Objective: The purpose of this study was to investigate the possible antichlamydial activity of vaginal secretion and to partially characterize the inhibitory principle.
Study design: Vaginal secretions obtained from 156 women attending a family planning or gynecologic outpatient clinic for contraceptive advice were studied for the influence on the inclusion formation of Chlamydia trachomatis in cycloheximide-treated McCoy cell cultures.

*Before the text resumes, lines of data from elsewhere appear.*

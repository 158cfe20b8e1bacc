//! Loopback port probing
//!
//! Local port forwards (an SSH tunnel's listening end, for example) take a
//! moment to come up. The probe retries a loopback connect until the port
//! answers or the wait budget runs out.

use std::net::{Ipv4Addr, SocketAddr, TcpStream};
use std::thread;
use std::time::{Duration, Instant};

/// Checks that something is accepting connections on a local port.
pub trait PortValidator {
    fn validate_port(&self, port: u16) -> bool;
}

#[derive(Debug, Clone)]
pub struct LoopbackPortValidator {
    /// Total time to keep retrying
    pub wait: Duration,
    /// Pause between attempts, also the per-attempt connect timeout
    pub retry_interval: Duration,
}

impl Default for LoopbackPortValidator {
    fn default() -> Self {
        Self {
            wait: Duration::from_secs(5),
            retry_interval: Duration::from_millis(500),
        }
    }
}

impl PortValidator for LoopbackPortValidator {
    fn validate_port(&self, port: u16) -> bool {
        let addr = SocketAddr::from((Ipv4Addr::LOCALHOST, port));
        let attempt_timeout = self.retry_interval.max(Duration::from_millis(1));
        let start = Instant::now();

        while start.elapsed() < self.wait {
            match TcpStream::connect_timeout(&addr, attempt_timeout) {
                Ok(_) => return true,
                Err(e) => {
                    tracing::trace!("port {} not ready: {}", port, e);
                    thread::sleep(self.retry_interval);
                }
            }
        }

        tracing::debug!("port {} did not accept connections within {:?}", port, self.wait);
        false
    }
}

Results: Vaginal secretions from 156 women inhibited the inclusion formation of Chlamydia trachomatis. The inhibition was concentration dependent and the inhibitory principle had a molecular weight of < 10,000 d. It was heat labile. It was not related to antichlamydial antibodies in vaginal secretions. Only three (2%) of the women had a positive culture for Chlamydia trachomatis. Three had immunoglobulin A and three had immunoglobulin G antichlamydial antibodies in vaginal secretions. Secretions of those with a vaginal pH of 3.5 to 4.5 decreased the chlamydial inclusion count by 75% compared with controls. The corresponding percentage for those with a pH of 5.0 to 6.0 was 48% and for those with pH > 6 was 33%. Vaginal secretions of oral contraceptive users and nonusers did not differ in the capacity to decrease the chlamydial inclusion count, p > 0.01.
Conclusions: When vaginal secretions were added to McCoy cell cultures infected by Chlamydia trachomatis, the chlamydia inclusion number decreased. There was a correlation between pH of the vaginal secretion and the inhibitory principle. Oral contraceptive use had no influence on the inhibition.